Pardon de St Denis, Patron de Verneuil

Frères et sœurs,

Comme la liturgie nous le permet dans le Temps Ordinaire, nous quittons aujourd’hui exceptionnellement la liturgie du 27ème Dimanche du Temps Ordinaire pour prendre celle de St Denis, Patron de Verneuil. Il est à ce sujet curieux que les seuls héritages de cet antique patronage qui se soient transmis jusqu’à aujourd’hui résident dans la fête foraine qui se déroule le 2ème week-end du mois d’octobre sur la grande place de La Madeleine, restes d’une ancienne foire à l’occasion de la fête de la Saint Denis, et dans quelques noms de lieux comme la « Zone Artisanale et commerciale de la Saint Denis » derrière la gare de Verneuil ou encore la plaine de Charnelles, lieu de la terrible bataille de Verneuil du 17 Août 1424 qui vit s’opposer Anglais et Français. Dans cette plaine, que l’on appellera la plaine Saint Denis, tombèrent plus de 7000 hommes. Les Anglais, après leur victoire, enterrèrent leurs morts et laissèrent être dévorés par les bêtes les corps des Français. Un vieux guerrier habitant à coté fit enterrer les corps des Français et construire sur ses deniers une chapelle, dédiée à St Denis, patron de France. Cette chapelle donna son nom à la plaine St Denis. On vint en pèlerinage sur cette plaine, si bien que des marchands s’installèrent. Nous avons ici l’origine de la Foire de la Saint Denis. Il faut savoir que Verneuil dut sa prospérité pendant tout le Moyen-Âge à l’intercession de St Denis. Si la ville de Verneuil s’est rendue, elle n’a jamais été prise ! On venait des 7 paroisses de Verneuil en procession, avec bannières, sur cette plaine, en ce lieu, pour vénérer St Denis et se mettre sous sa protection. Et ce, dès le XVème siècle. Voilà pour ce qui concerne le patronage de Verneuil.

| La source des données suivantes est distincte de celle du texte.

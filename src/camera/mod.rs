//! Camera capture module
//!
//! Synchronous webcam capture using the nokhwa crate. Frames are read on the
//! calling thread; a read blocks until the device delivers the next frame.

use std::time::Instant;

use image::RgbaImage;
use nokhwa::pixel_format::RgbAFormat;
use nokhwa::utils::{
    ApiBackend, CameraFormat, CameraIndex, FrameFormat, RequestedFormat, RequestedFormatType,
    Resolution,
};
use nokhwa::Camera;

/// Capture errors
#[derive(Debug, thiserror::Error)]
pub enum CaptureError {
    #[error("failed to open camera {index}: {reason}")]
    Open { index: u32, reason: String },
    #[error("failed to start camera stream: {0}")]
    Stream(String),
    #[error("camera is not open")]
    Closed,
    #[error("failed to read frame: {0}")]
    Read(String),
    #[error("failed to decode frame: {0}")]
    Decode(String),
}

/// Camera frame data
#[derive(Clone)]
pub struct CameraFrame {
    pub image: RgbaImage,
    /// Frame number
    pub frame_number: u64,
    /// Frame timestamp
    pub timestamp: Instant,
}

/// Information about an available camera
#[derive(Clone, Debug)]
pub struct CameraInfo {
    /// Camera index
    pub index: u32,
    /// Camera name
    pub name: String,
}

/// Camera capture interface
pub struct CameraCapture {
    camera: Option<Camera>,
    index: u32,
    width: u32,
    height: u32,
    frame_count: u64,
}

impl CameraCapture {
    /// List available cameras
    pub fn list_cameras() -> Vec<CameraInfo> {
        match nokhwa::query(ApiBackend::Auto) {
            Ok(camera_list) => camera_list
                .iter()
                .enumerate()
                .map(|(idx, info)| CameraInfo {
                    index: idx as u32,
                    name: info.human_name().to_string(),
                })
                .collect(),
            Err(e) => {
                log::warn!("Failed to enumerate cameras: {:?}", e);
                Vec::new()
            }
        }
    }

    /// Open a camera and start streaming
    ///
    /// Asks for the format closest to `width` x `height` @ `fps`, then falls
    /// back to the highest resolution and finally to whatever the device offers.
    pub fn open(index: u32, width: u32, height: u32, fps: u32) -> Result<Self, CaptureError> {
        let camera_index = CameraIndex::Index(index);

        let closest = RequestedFormat::new::<RgbAFormat>(RequestedFormatType::Closest(
            CameraFormat::new(Resolution::new(width, height), FrameFormat::MJPEG, fps),
        ));

        let mut camera = match Camera::new(camera_index.clone(), closest) {
            Ok(c) => c,
            Err(e) => {
                log::warn!("Failed to open camera with closest format: {:?}", e);

                let highest = RequestedFormat::new::<RgbAFormat>(
                    RequestedFormatType::HighestResolution(Resolution::new(width, height)),
                );

                match Camera::new(camera_index.clone(), highest) {
                    Ok(c) => c,
                    Err(e2) => {
                        log::warn!("Failed with HighestResolution: {:?}", e2);

                        let any = RequestedFormat::new::<RgbAFormat>(RequestedFormatType::None);
                        Camera::new(camera_index, any).map_err(|e3| CaptureError::Open {
                            index,
                            reason: e3.to_string(),
                        })?
                    }
                }
            }
        };

        camera
            .open_stream()
            .map_err(|e| CaptureError::Stream(e.to_string()))?;

        let resolution = camera.resolution();
        log::info!(
            "Camera opened: {} ({}x{} @ {} fps)",
            camera.info().human_name(),
            resolution.width(),
            resolution.height(),
            camera.frame_rate()
        );

        Ok(Self {
            camera: Some(camera),
            index,
            width: resolution.width(),
            height: resolution.height(),
            frame_count: 0,
        })
    }

    /// Block until the next frame arrives and decode it to RGBA
    pub fn read_frame(&mut self) -> Result<CameraFrame, CaptureError> {
        let camera = self.camera.as_mut().ok_or(CaptureError::Closed)?;

        let buffer = camera
            .frame()
            .map_err(|e| CaptureError::Read(e.to_string()))?;
        let resolution = buffer.resolution();
        let decoded = buffer
            .decode_image::<RgbAFormat>()
            .map_err(|e| CaptureError::Decode(e.to_string()))?;

        let image = RgbaImage::from_raw(resolution.width(), resolution.height(), decoded.into_raw())
            .ok_or_else(|| CaptureError::Decode("frame size does not match resolution".to_string()))?;

        let frame_number = self.frame_count;
        self.frame_count += 1;

        Ok(CameraFrame {
            image,
            frame_number,
            timestamp: Instant::now(),
        })
    }

    pub fn is_open(&self) -> bool {
        self.camera.is_some()
    }

    pub fn index(&self) -> u32 {
        self.index
    }

    /// Negotiated camera resolution
    pub fn resolution(&self) -> (u32, u32) {
        (self.width, self.height)
    }

    /// Get frame count
    pub fn frame_count(&self) -> u64 {
        self.frame_count
    }

    /// Stop capturing
    pub fn stop(&mut self) {
        if let Some(mut camera) = self.camera.take() {
            if let Err(e) = camera.stop_stream() {
                log::warn!("Failed to stop camera stream: {:?}", e);
            }
            log::info!("Camera {} closed after {} frames", self.index, self.frame_count);
        }
    }
}

impl Drop for CameraCapture {
    fn drop(&mut self) {
        self.stop();
    }
}
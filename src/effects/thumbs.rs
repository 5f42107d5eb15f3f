//! Thumbs up/down badge
//!
//! A round badge at the frame centre that grows from half to full size while
//! fading out.

use image::RgbaImage;

use super::draw::{self, Color, Overlay};

/// Badge radius at full scale, in pixels
pub const BASE_RADIUS: f32 = 100.0;

const UP_COLOR: Color = [0, 255, 0];
const DOWN_COLOR: Color = [255, 0, 0];

#[derive(Clone, Copy, Debug, PartialEq, Eq)]
pub enum ThumbDirection {
    Up,
    Down,
}

#[derive(Clone, Debug)]
pub struct ThumbsEffect {
    direction: ThumbDirection,
}

impl ThumbsEffect {
    pub fn new(direction: ThumbDirection) -> Self {
        Self { direction }
    }

    pub fn direction(&self) -> ThumbDirection {
        self.direction
    }

    /// 0.5 at start, 1.0 at end
    pub fn scale(progress: f32) -> f32 {
        0.5 + progress * 0.5
    }

    /// 1.0 at start, 0.0 at end
    pub fn opacity(progress: f32) -> f32 {
        1.0 - progress
    }

    pub fn color(&self) -> Color {
        match self.direction {
            ThumbDirection::Up => UP_COLOR,
            ThumbDirection::Down => DOWN_COLOR,
        }
    }

    pub fn render(&self, frame: &mut RgbaImage, progress: f32) {
        let alpha = Self::opacity(progress);
        if alpha <= 0.0 {
            return;
        }

        let (width, height) = frame.dimensions();
        let cx = (width / 2) as f32;
        let cy = (height / 2) as f32;
        let radius = (BASE_RADIUS * Self::scale(progress)).floor();

        let mut overlay = Overlay::new(width, height);
        draw::fill_circle(&mut overlay, cx, cy, radius, self.color());
        self.draw_arrow(&mut overlay, cx, cy, radius);
        overlay.composite(frame, alpha);
    }

    /// White arrow glyph pointing in the badge direction
    fn draw_arrow(&self, overlay: &mut Overlay, cx: f32, cy: f32, radius: f32) {
        let sign = match self.direction {
            ThumbDirection::Up => -1.0,
            ThumbDirection::Down => 1.0,
        };
        let head = [
            (cx, cy + sign * 0.6 * radius),
            (cx - 0.4 * radius, cy + sign * 0.05 * radius),
            (cx + 0.4 * radius, cy + sign * 0.05 * radius),
        ];
        draw::fill_polygon(overlay, &head, draw::WHITE);

        let stem_top = cy + sign * 0.1 * radius;
        let stem_bottom = cy - sign * 0.5 * radius;
        draw::thick_line(overlay, (cx, stem_top), (cx, stem_bottom), 0.3 * radius, draw::WHITE);
    }
}

#[cfg(test)]
mod tests {
    use super::*;
    use crate::effects::tests::grey_frame;

    #[test]
    fn test_scale_and_opacity() {
        assert_eq!(ThumbsEffect::scale(0.0), 0.5);
        assert_eq!(ThumbsEffect::scale(0.5), 0.75);
        assert_eq!(ThumbsEffect::scale(1.0), 1.0);
        assert_eq!(ThumbsEffect::opacity(0.0), 1.0);
        assert_eq!(ThumbsEffect::opacity(0.25), 0.75);
        assert_eq!(ThumbsEffect::opacity(1.0), 0.0);
    }

    #[test]
    fn test_badge_colors() {
        let mut up = grey_frame();
        ThumbsEffect::new(ThumbDirection::Up).render(&mut up, 0.0);
        // Badge body left of the glyph
        let body = up.get_pixel(160 - 40, 120).0;
        assert_eq!(&body[..3], &[0, 255, 0]);

        let mut down = grey_frame();
        ThumbsEffect::new(ThumbDirection::Down).render(&mut down, 0.0);
        let body = down.get_pixel(160 - 40, 120).0;
        assert_eq!(&body[..3], &[255, 0, 0]);
    }

    #[test]
    fn test_glyph_is_white_and_directional() {
        let mut up = grey_frame();
        ThumbsEffect::new(ThumbDirection::Up).render(&mut up, 0.0);
        // Arrow head sits above centre for up
        assert_eq!(&up.get_pixel(160, 120 - 15).0[..3], &[255, 255, 255]);

        let mut down = grey_frame();
        ThumbsEffect::new(ThumbDirection::Down).render(&mut down, 0.0);
        assert_eq!(&down.get_pixel(160, 120 + 15).0[..3], &[255, 255, 255]);
    }

    #[test]
    fn test_badge_radius_grows() {
        let effect = ThumbsEffect::new(ThumbDirection::Up);
        // 60px right of centre: outside at start (r=50), inside near the end (r~95)
        let mut early = grey_frame();
        effect.render(&mut early, 0.0);
        assert_eq!(early.get_pixel(160 + 60, 120), grey_frame().get_pixel(160 + 60, 120));

        let mut late = grey_frame();
        effect.render(&mut late, 0.9);
        assert_ne!(late.get_pixel(160 + 60, 120), grey_frame().get_pixel(160 + 60, 120));
    }

    #[test]
    fn test_invisible_at_end() {
        let mut frame = grey_frame();
        ThumbsEffect::new(ThumbDirection::Down).render(&mut frame, 1.0);
        assert_eq!(frame, grey_frame());
    }
}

Alors, qui était Saint Denis ? ce saint représenté décapité et portant lui-même sa tête…Son histoire nous est connue par de nombreux textes anciens. Le récit de sa vie et de sa Passion a été écrite et réécrite au Moyen-Âge par de nombreux biographes successifs, qui ont ainsi transformé peu à peu l’histoire en légende. Les premières versions présentent Denis comme le premier évêque de Paris mais elles ne s’accordent pas sur l’époque à laquelle il a vécu. Ces contradictions susciteront des polémiques pendant des siècles…

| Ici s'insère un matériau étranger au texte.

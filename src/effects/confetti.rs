//! Confetti burst
//!
//! Coloured pieces thrown upward from the middle of the frame, falling back
//! under gravity while they spin.

use image::RgbaImage;
use rand::rngs::StdRng;
use rand::{Rng, SeedableRng};

use super::draw::{self, Blend, Color};
use super::fade_out_tail;

pub const PARTICLE_COUNT: usize = 100;
/// Downward acceleration in frame heights per second squared
pub const GRAVITY: f32 = 0.5;
/// Seconds the physics is evaluated over for progress 0..1
pub const NOMINAL_DURATION: f32 = 3.0;

const COLORS: [Color; 6] = [
    [255, 0, 0],
    [0, 255, 0],
    [0, 0, 255],
    [255, 255, 0],
    [255, 0, 255],
    [0, 255, 255],
];

#[derive(Clone, Copy, Debug, PartialEq, Eq)]
pub enum Shape {
    Rect,
    Circle,
    Star,
}

const SHAPES: [Shape; 3] = [Shape::Rect, Shape::Circle, Shape::Star];

#[derive(Clone, Debug)]
struct Piece {
    x: f32,
    y: f32,
    vx: f32,
    vy: f32,
    rotation: f32,
    rotation_speed: f32,
    color: Color,
    size: u32,
    shape: Shape,
}

impl Piece {
    fn random(rng: &mut StdRng) -> Self {
        Self {
            x: rng.random_range(0.2..0.8),
            y: rng.random_range(0.3..0.5),
            vx: rng.random_range(-0.5..0.5),
            vy: rng.random_range(-1.0..-0.3),
            rotation: rng.random_range(0.0..360.0),
            rotation_speed: rng.random_range(-10.0..10.0),
            color: COLORS[rng.random_range(0..COLORS.len())],
            size: rng.random_range(5..=15),
            shape: SHAPES[rng.random_range(0..SHAPES.len())],
        }
    }

    /// Normalized position `t` seconds after launch
    fn position(&self, t: f32) -> (f32, f32) {
        let x = self.x + self.vx * t;
        let y = self.y + self.vy * t + 0.5 * GRAVITY * t * t;
        (x, y)
    }
}

#[derive(Clone, Debug)]
pub struct ConfettiEffect {
    pieces: Vec<Piece>,
}

impl ConfettiEffect {
    pub fn new(seed: u64) -> Self {
        let mut rng = StdRng::seed_from_u64(seed);
        let pieces = (0..PARTICLE_COUNT).map(|_| Piece::random(&mut rng)).collect();
        Self { pieces }
    }

    pub fn particle_count(&self) -> usize {
        self.pieces.len()
    }

    pub fn cleanup(&mut self) {
        self.pieces.clear();
    }

    pub fn render(&self, frame: &mut RgbaImage, progress: f32) {
        let alpha = fade_out_tail(progress);
        if alpha <= 0.0 {
            return;
        }

        let (width, height) = frame.dimensions();
        let t = progress * NOMINAL_DURATION;
        let mut canvas = Blend::new(frame, alpha);

        for piece in &self.pieces {
            let (x, y) = piece.position(t);
            let px = (x * width as f32) as i64;
            let py = (y * height as f32) as i64;
            if px < 0 || py < 0 || px >= width as i64 || py >= height as i64 {
                continue;
            }

            let (cx, cy) = (px as f32, py as f32);
            let rotation = piece.rotation + piece.rotation_speed * progress * 360.0;
            let size = piece.size as f32;

            match piece.shape {
                Shape::Rect => {
                    let h = (piece.size / 2) as f32;
                    let corners = draw::rotated_rect(cx, cy, size, h, rotation);
                    draw::fill_polygon(&mut canvas, &corners, piece.color);
                }
                Shape::Circle => {
                    draw::fill_circle(&mut canvas, cx, cy, (piece.size / 2) as f32, piece.color);
                }
                Shape::Star => {
                    let points = draw::star_points(cx, cy, size, size / 2.0, rotation);
                    draw::fill_polygon(&mut canvas, &points, piece.color);
                }
            }
        }
    }
}

#[cfg(test)]
mod tests {
    use super::*;
    use crate::effects::tests::grey_frame;

    #[test]
    fn test_sampling_ranges() {
        let effect = ConfettiEffect::new(11);
        assert_eq!(effect.particle_count(), PARTICLE_COUNT);
        for p in &effect.pieces {
            assert!((0.2..0.8).contains(&p.x));
            assert!((0.3..0.5).contains(&p.y));
            assert!((-0.5..0.5).contains(&p.vx));
            assert!((-1.0..-0.3).contains(&p.vy));
            assert!((5..=15).contains(&p.size));
            assert!(COLORS.contains(&p.color));
        }
    }

    #[test]
    fn test_pieces_rise_then_fall() {
        let effect = ConfettiEffect::new(5);
        let piece = &effect.pieces[0];
        let (_, y0) = piece.position(0.0);
        let (_, y_early) = piece.position(0.2);
        assert!(y_early < y0, "piece should move up first");

        // Apex at t = -vy / g; after twice that it is back below the start
        let apex = -piece.vy / GRAVITY;
        let (_, y_late) = piece.position(apex * 2.0 + 0.1);
        assert!(y_late > y0);
    }

    #[test]
    fn test_visible_at_start() {
        let effect = ConfettiEffect::new(9);
        let mut frame = grey_frame();
        effect.render(&mut frame, 0.0);
        assert_ne!(frame, grey_frame());
    }

    #[test]
    fn test_fully_faded_at_end() {
        let effect = ConfettiEffect::new(9);
        let mut frame = grey_frame();
        effect.render(&mut frame, 1.0);
        assert_eq!(frame, grey_frame());
    }

    #[test]
    fn test_cleanup_renders_nothing() {
        let mut effect = ConfettiEffect::new(9);
        effect.cleanup();
        let mut frame = grey_frame();
        effect.render(&mut frame, 0.3);
        assert_eq!(frame, grey_frame());
    }
}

Selon la Passion la plus ancienne, écrite vers 500, Denis a été envoyé de Rome en Gaule comme évêque missionnaire par le pape saint Clément, successeur de l’apôtre Pierre, qui fut en fonction de 92 à 101. Arrivé à Paris avec deux disciples, Rustique et Éleuthère, Denis y construit la première cathédrale, prêche aux habitants et les convertit au christianisme. En ces temps de persécution des chrétiens, les autorités romaines ne tardent pas à remarquer son action. Soumis à un interrogatoire, Denis et ses compagnons se déclarent chrétiens et sont mis à mort, décapités par le glaive du bourreau. Pour empêcher que leurs dépouilles ne soient jetées dans la Seine, une aristocrate romaine encore païenne, Catulla, décide de s’en emparer par la ruse et de les ensevelir dans un champ de sa propriété. Plus tard, des chrétiens édifient en ce lieu une basilique, dont les fondements se trouvent encore sous le sol de l’actuelle basilique cathédrale de Saint-Denis. Toutefois, d’après les archéologues, ils ne datent pas du Ier siècle mais de la fin du IVesiècle…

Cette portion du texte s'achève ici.